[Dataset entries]
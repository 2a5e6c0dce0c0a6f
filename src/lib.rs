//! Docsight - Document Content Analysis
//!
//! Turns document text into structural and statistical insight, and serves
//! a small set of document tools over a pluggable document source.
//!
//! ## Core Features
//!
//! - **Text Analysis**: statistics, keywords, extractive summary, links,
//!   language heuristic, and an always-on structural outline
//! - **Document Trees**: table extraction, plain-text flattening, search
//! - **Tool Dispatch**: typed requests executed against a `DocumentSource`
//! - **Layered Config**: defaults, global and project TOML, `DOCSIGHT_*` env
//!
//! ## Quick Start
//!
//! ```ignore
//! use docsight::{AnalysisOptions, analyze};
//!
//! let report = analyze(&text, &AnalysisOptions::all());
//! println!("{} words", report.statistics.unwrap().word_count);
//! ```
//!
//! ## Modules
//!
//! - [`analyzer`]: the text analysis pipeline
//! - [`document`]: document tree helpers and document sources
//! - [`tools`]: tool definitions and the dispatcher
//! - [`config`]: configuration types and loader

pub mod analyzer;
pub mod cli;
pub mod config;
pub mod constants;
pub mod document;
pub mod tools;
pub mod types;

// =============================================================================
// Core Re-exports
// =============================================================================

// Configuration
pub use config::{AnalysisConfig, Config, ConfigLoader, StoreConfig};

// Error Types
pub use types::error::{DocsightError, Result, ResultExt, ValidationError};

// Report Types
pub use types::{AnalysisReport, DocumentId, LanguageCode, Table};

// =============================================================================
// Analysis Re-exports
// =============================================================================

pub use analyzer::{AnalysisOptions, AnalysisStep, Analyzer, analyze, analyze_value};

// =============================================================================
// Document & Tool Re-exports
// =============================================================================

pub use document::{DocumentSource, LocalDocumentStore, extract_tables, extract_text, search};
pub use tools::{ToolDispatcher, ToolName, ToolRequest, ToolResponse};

* * *

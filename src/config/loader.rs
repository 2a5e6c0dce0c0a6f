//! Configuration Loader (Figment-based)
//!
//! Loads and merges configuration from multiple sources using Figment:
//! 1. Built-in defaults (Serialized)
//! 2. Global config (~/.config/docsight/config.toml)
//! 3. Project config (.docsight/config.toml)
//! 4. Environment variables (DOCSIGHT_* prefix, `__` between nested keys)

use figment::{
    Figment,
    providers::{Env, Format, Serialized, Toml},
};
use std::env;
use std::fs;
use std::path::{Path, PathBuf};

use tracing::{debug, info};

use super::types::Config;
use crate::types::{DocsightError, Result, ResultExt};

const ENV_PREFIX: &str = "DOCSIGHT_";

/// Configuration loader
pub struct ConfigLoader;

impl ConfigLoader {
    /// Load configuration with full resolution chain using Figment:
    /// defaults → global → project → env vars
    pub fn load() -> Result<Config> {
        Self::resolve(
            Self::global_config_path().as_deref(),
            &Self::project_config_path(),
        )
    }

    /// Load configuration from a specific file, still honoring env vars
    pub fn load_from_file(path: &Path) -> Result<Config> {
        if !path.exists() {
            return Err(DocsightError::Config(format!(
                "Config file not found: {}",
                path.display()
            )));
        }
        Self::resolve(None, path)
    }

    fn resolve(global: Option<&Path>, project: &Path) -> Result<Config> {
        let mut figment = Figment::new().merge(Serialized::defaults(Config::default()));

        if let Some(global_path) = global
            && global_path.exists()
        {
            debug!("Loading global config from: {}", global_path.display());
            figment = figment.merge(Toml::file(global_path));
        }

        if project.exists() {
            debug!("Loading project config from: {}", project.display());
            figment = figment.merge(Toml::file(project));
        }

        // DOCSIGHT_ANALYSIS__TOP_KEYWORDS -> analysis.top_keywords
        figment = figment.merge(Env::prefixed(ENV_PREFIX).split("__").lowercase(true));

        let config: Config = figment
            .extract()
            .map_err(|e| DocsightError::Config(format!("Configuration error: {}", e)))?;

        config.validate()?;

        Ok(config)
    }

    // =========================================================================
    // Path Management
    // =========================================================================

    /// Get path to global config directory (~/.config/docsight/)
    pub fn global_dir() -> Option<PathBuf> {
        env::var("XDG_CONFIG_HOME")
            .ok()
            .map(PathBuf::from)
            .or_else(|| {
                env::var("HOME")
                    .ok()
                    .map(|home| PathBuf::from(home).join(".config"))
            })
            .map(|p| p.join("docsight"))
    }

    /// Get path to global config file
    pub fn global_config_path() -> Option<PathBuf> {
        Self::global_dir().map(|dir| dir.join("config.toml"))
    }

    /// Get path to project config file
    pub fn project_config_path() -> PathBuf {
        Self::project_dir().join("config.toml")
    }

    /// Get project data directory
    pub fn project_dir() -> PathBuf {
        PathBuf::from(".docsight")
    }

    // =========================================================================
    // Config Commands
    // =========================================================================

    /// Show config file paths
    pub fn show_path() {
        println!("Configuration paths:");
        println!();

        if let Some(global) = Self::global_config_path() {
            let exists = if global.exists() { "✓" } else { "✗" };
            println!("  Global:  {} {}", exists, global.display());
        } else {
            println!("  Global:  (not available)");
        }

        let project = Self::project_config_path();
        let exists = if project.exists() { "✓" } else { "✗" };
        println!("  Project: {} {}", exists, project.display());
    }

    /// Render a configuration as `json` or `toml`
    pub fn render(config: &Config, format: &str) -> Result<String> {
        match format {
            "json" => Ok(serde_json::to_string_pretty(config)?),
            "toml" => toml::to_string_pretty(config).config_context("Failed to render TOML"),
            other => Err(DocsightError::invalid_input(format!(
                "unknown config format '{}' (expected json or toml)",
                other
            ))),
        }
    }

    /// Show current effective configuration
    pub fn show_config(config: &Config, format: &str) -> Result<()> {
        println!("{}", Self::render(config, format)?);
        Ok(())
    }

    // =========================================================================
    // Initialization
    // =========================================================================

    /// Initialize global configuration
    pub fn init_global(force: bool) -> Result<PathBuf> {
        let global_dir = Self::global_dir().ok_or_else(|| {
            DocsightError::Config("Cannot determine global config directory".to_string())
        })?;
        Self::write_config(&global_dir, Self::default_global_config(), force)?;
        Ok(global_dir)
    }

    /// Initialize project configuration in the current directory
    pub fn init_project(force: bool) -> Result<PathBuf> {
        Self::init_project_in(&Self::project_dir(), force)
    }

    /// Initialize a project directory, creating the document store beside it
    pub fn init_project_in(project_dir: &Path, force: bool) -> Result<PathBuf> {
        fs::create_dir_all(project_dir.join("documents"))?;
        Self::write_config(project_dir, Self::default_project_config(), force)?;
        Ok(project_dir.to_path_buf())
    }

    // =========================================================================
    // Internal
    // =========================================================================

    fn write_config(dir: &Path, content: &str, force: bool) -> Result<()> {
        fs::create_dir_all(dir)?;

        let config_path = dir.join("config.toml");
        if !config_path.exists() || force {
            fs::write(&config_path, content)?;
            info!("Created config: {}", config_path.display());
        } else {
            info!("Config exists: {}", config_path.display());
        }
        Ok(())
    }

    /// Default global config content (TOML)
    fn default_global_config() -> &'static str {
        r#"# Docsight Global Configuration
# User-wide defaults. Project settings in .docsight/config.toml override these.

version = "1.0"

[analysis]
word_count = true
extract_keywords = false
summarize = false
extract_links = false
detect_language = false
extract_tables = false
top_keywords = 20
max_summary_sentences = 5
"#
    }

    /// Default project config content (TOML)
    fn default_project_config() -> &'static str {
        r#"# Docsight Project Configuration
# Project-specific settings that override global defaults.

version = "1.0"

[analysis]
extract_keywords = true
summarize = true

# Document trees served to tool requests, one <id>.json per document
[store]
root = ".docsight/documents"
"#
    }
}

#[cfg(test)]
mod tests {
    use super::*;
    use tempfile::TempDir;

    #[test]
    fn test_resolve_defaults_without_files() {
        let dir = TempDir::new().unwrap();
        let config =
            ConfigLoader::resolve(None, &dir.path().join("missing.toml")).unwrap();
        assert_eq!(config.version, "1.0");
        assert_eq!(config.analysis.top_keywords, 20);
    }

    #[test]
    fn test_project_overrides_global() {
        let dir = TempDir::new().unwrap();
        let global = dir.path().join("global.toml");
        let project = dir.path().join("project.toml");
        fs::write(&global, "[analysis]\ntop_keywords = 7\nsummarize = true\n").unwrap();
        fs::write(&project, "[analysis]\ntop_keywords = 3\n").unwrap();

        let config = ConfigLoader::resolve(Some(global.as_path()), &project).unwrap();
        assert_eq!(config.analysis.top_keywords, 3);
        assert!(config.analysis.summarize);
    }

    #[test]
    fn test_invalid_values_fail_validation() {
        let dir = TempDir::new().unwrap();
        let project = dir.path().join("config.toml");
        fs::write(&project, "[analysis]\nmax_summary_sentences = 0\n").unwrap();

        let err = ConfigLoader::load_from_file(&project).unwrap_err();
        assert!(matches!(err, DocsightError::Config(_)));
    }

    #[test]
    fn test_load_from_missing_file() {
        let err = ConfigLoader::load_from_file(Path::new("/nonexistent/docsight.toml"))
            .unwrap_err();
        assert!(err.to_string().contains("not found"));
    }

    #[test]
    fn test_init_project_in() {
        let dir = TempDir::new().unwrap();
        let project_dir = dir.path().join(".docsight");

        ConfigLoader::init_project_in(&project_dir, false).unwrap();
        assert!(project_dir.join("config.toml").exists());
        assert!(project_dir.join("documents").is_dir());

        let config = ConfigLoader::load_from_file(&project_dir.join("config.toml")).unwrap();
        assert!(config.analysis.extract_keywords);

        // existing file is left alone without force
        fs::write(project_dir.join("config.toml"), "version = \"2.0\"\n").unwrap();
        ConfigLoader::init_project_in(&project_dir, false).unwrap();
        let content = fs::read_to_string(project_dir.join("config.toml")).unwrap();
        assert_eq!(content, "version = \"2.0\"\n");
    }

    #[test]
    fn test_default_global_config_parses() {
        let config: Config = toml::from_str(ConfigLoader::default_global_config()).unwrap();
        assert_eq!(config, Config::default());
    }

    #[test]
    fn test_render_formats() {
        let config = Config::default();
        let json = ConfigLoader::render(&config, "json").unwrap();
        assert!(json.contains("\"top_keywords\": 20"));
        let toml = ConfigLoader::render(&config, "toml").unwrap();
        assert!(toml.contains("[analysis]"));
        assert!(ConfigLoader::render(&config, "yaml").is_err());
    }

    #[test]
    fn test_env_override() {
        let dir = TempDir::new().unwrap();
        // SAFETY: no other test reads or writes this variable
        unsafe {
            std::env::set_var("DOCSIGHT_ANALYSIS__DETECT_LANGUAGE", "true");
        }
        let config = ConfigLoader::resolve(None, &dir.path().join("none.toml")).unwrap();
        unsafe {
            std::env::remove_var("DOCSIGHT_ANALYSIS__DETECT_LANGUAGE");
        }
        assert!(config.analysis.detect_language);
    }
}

WORK REQUIRED — Filter the entries above and copy only the lines that hold "other".

REPLY TO THE TASK —
            other => Err(DocsightError::invalid_input(format!(
                other
        // SAFETY: no other test reads or writes this variable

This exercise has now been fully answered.